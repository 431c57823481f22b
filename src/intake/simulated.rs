use std::sync::Mutex;

use chrono::Utc;
use futures::future::BoxFuture;
use futures::FutureExt;

use crate::handlers::waitlist_dtos::{SignupRequest, SignupResponse};
use crate::intake::strategy::{IntakeError, SubmissionResult, SubmissionStrategy};
use crate::models::signup_models::format_timestamp;

/// Stand-in for the ledger when no service is deployed. Lives in memory only:
/// nothing here is durable and `clear` forgets every entry.
#[derive(Default)]
pub struct SimulatedStore {
    emails: Mutex<Vec<String>>,
}

impl SimulatedStore {
    pub fn new() -> Self {
        Self::default()
    }

    pub fn len(&self) -> usize {
        match self.emails.lock() {
            Ok(emails) => emails.len(),
            Err(poisoned) => {
                tracing::warn!("Simulated waitlist store lock poisoned, reading through it");
                poisoned.into_inner().len()
            }
        }
    }

    pub fn is_empty(&self) -> bool {
        self.len() == 0
    }

    pub fn clear(&self) {
        let mut emails = self.emails.lock().unwrap_or_else(|poisoned| {
            tracing::warn!("Simulated waitlist store lock poisoned, clearing anyway");
            poisoned.into_inner()
        });
        emails.clear();
        self.emails.clear_poison();
    }

    fn record(&self, email: &str) -> Result<SubmissionResult, IntakeError> {
        let email = email.trim().to_lowercase();
        let mut emails = self
            .emails
            .lock()
            .map_err(|_| IntakeError::BadResponse("simulated store lock poisoned".to_string()))?;
        let response = if emails.contains(&email) {
            SignupResponse::already_on_list()
        } else {
            emails.push(email.clone());
            SignupResponse::welcome(emails.len() as u64, format_timestamp(Utc::now()))
        };
        tracing::warn!(
            simulated = true,
            "Simulated waitlist signup for {} (not persisted, service unreachable)",
            email
        );
        Ok(SubmissionResult { status: 200, response, simulated: true })
    }
}

impl SubmissionStrategy for SimulatedStore {
    fn name(&self) -> &'static str {
        "simulated"
    }

    fn submit<'a>(&'a self, request: &'a SignupRequest) -> BoxFuture<'a, Result<SubmissionResult, IntakeError>> {
        let result = self.record(request.email.as_deref().unwrap_or_default());
        async move { result }.boxed()
    }
}
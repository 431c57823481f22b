use std::path::PathBuf;
use thiserror::Error;

pub const DEFAULT_LEDGER_PATH: &str = "data/waitlist.csv";
pub const DEFAULT_MAX_LEDGER_BYTES: u64 = 10 * 1024 * 1024;
pub const DEFAULT_SOURCE: &str = "website";

#[derive(Error, Debug)]
pub enum ConfigError {
    #[error("{name} must be a number, got {value:?}")]
    InvalidNumber { name: &'static str, value: String },
    #[error("{name} must be true or false, got {value:?}")]
    InvalidFlag { name: &'static str, value: String },
}

#[derive(Debug, Clone)]
pub struct SmtpConfig {
    pub server: String,
    pub username: String,
    pub password: String,
    pub from: String,
    pub admin_email: String,
}

#[derive(Debug, Clone)]
pub struct WaitlistConfig {
    pub ledger_path: PathBuf,
    pub max_ledger_bytes: u64,
    pub default_source: String,
    pub port: u16,
    pub frontend_url: String,
    pub sentry_dsn: Option<String>,
    /// None keeps the admin notification hook inert.
    pub notify: Option<SmtpConfig>,
}

impl Default for WaitlistConfig {
    fn default() -> Self {
        Self {
            ledger_path: PathBuf::from(DEFAULT_LEDGER_PATH),
            max_ledger_bytes: DEFAULT_MAX_LEDGER_BYTES,
            default_source: DEFAULT_SOURCE.to_string(),
            port: 3000,
            frontend_url: "http://localhost:8080".to_string(),
            sentry_dsn: None,
            notify: None,
        }
    }
}

impl WaitlistConfig {
    /// Reads configuration from the process environment. Call `dotenvy::dotenv()` first
    /// if a `.env` file should be honoured.
    pub fn from_env() -> Result<Self, ConfigError> {
        Self::from_lookup(|name| std::env::var(name).ok())
    }

    pub fn from_lookup<F>(lookup: F) -> Result<Self, ConfigError>
    where
        F: Fn(&str) -> Option<String>,
    {
        let defaults = Self::default();
        let var = |name: &str| lookup(name).filter(|v| !v.trim().is_empty());

        let ledger_path = var("WAITLIST_LEDGER_PATH")
            .map(PathBuf::from)
            .unwrap_or(defaults.ledger_path);
        let max_ledger_bytes = match var("WAITLIST_MAX_LEDGER_BYTES") {
            Some(value) => value.trim().parse::<u64>().map_err(|_| ConfigError::InvalidNumber {
                name: "WAITLIST_MAX_LEDGER_BYTES",
                value,
            })?,
            None => defaults.max_ledger_bytes,
        };
        let default_source = var("WAITLIST_DEFAULT_SOURCE").unwrap_or(defaults.default_source);

        let port = match var("PORT") {
            Some(value) => value
                .trim()
                .parse::<u16>()
                .map_err(|_| ConfigError::InvalidNumber { name: "PORT", value })?,
            None => match var("ENVIRONMENT").as_deref() {
                Some("staging") => 3100,
                _ => 3000,
            },
        };
        let frontend_url = var("FRONTEND_URL").unwrap_or(defaults.frontend_url);
        let sentry_dsn = var("SENTRY_DSN");

        let notify_enabled = match var("WAITLIST_NOTIFY_ENABLED") {
            Some(value) => match value.trim().to_ascii_lowercase().as_str() {
                "true" | "1" | "yes" => true,
                "false" | "0" | "no" => false,
                _ => {
                    return Err(ConfigError::InvalidFlag {
                        name: "WAITLIST_NOTIFY_ENABLED",
                        value,
                    })
                }
            },
            None => false,
        };
        let notify = if notify_enabled {
            match (
                var("SMTP_SERVER"),
                var("SMTP_USERNAME"),
                var("SMTP_PASSWORD"),
                var("WAITLIST_ADMIN_EMAIL"),
            ) {
                (Some(server), Some(username), Some(password), Some(admin_email)) => {
                    let from = var("SMTP_FROM").unwrap_or_else(|| username.clone());
                    Some(SmtpConfig { server, username, password, from, admin_email })
                }
                _ => {
                    tracing::warn!("WAITLIST_NOTIFY_ENABLED is set but SMTP settings are incomplete, notifications stay off");
                    None
                }
            }
        } else {
            None
        };

        Ok(Self {
            ledger_path,
            max_ledger_bytes,
            default_source,
            port,
            frontend_url,
            sentry_dsn,
            notify,
        })
    }
}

→ **Try it**
Scan the entries above and show each line that contains the word "const".

→ **Written answer**
pub const DEFAULT_LEDGER_PATH: &str = "data/waitlist.csv";
pub const DEFAULT_MAX_LEDGER_BYTES: u64 = 10 * 1024 * 1024;
pub const DEFAULT_SOURCE: &str = "website";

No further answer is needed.